## Instructions to follow
Tally the lines below that hold the string "audio", and report the tally by itself.

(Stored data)

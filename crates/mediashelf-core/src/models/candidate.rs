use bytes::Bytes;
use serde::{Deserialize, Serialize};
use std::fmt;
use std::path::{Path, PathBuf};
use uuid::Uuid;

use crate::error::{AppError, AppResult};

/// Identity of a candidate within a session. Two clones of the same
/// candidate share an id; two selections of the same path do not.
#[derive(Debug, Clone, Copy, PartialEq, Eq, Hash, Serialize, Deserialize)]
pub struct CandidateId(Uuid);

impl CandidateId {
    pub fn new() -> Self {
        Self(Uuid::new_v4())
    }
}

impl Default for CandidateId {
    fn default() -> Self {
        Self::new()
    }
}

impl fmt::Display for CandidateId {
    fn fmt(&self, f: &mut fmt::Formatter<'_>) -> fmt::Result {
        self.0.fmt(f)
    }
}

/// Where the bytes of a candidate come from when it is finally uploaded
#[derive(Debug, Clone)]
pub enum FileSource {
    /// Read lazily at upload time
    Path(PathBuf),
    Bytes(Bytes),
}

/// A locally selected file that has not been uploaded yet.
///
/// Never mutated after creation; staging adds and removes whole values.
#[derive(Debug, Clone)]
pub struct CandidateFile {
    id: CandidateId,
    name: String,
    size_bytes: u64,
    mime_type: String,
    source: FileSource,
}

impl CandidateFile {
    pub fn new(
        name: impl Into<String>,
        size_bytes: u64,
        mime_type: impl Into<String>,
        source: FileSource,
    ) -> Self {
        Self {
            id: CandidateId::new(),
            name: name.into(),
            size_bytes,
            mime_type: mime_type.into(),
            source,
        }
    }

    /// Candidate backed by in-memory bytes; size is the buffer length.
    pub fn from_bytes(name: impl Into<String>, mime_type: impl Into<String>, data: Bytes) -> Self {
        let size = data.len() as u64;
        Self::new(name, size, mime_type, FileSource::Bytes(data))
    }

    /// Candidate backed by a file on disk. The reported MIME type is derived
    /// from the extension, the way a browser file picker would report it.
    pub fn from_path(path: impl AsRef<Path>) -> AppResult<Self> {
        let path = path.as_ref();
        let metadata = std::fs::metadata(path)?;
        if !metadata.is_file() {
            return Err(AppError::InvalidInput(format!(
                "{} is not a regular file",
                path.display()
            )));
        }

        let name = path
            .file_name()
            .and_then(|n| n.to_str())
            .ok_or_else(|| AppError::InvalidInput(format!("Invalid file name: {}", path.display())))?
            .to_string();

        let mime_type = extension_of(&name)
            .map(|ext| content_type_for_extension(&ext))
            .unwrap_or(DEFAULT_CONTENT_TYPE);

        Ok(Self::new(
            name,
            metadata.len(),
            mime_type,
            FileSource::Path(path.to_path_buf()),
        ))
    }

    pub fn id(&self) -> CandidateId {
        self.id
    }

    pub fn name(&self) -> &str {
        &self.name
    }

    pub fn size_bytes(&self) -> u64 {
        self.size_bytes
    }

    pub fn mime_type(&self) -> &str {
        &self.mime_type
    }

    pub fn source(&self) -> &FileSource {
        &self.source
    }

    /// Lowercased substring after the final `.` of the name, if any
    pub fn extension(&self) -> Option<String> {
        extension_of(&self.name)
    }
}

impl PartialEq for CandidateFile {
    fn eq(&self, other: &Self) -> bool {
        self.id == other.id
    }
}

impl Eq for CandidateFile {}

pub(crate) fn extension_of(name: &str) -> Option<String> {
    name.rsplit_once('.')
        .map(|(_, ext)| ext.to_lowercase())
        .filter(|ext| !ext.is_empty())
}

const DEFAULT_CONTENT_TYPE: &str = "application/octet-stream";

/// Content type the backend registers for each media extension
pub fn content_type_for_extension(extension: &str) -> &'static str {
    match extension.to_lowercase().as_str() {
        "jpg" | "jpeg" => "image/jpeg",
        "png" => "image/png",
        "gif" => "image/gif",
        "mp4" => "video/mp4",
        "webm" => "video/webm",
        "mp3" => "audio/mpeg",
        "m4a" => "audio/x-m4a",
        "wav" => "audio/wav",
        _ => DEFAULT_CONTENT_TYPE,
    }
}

## Task answer
3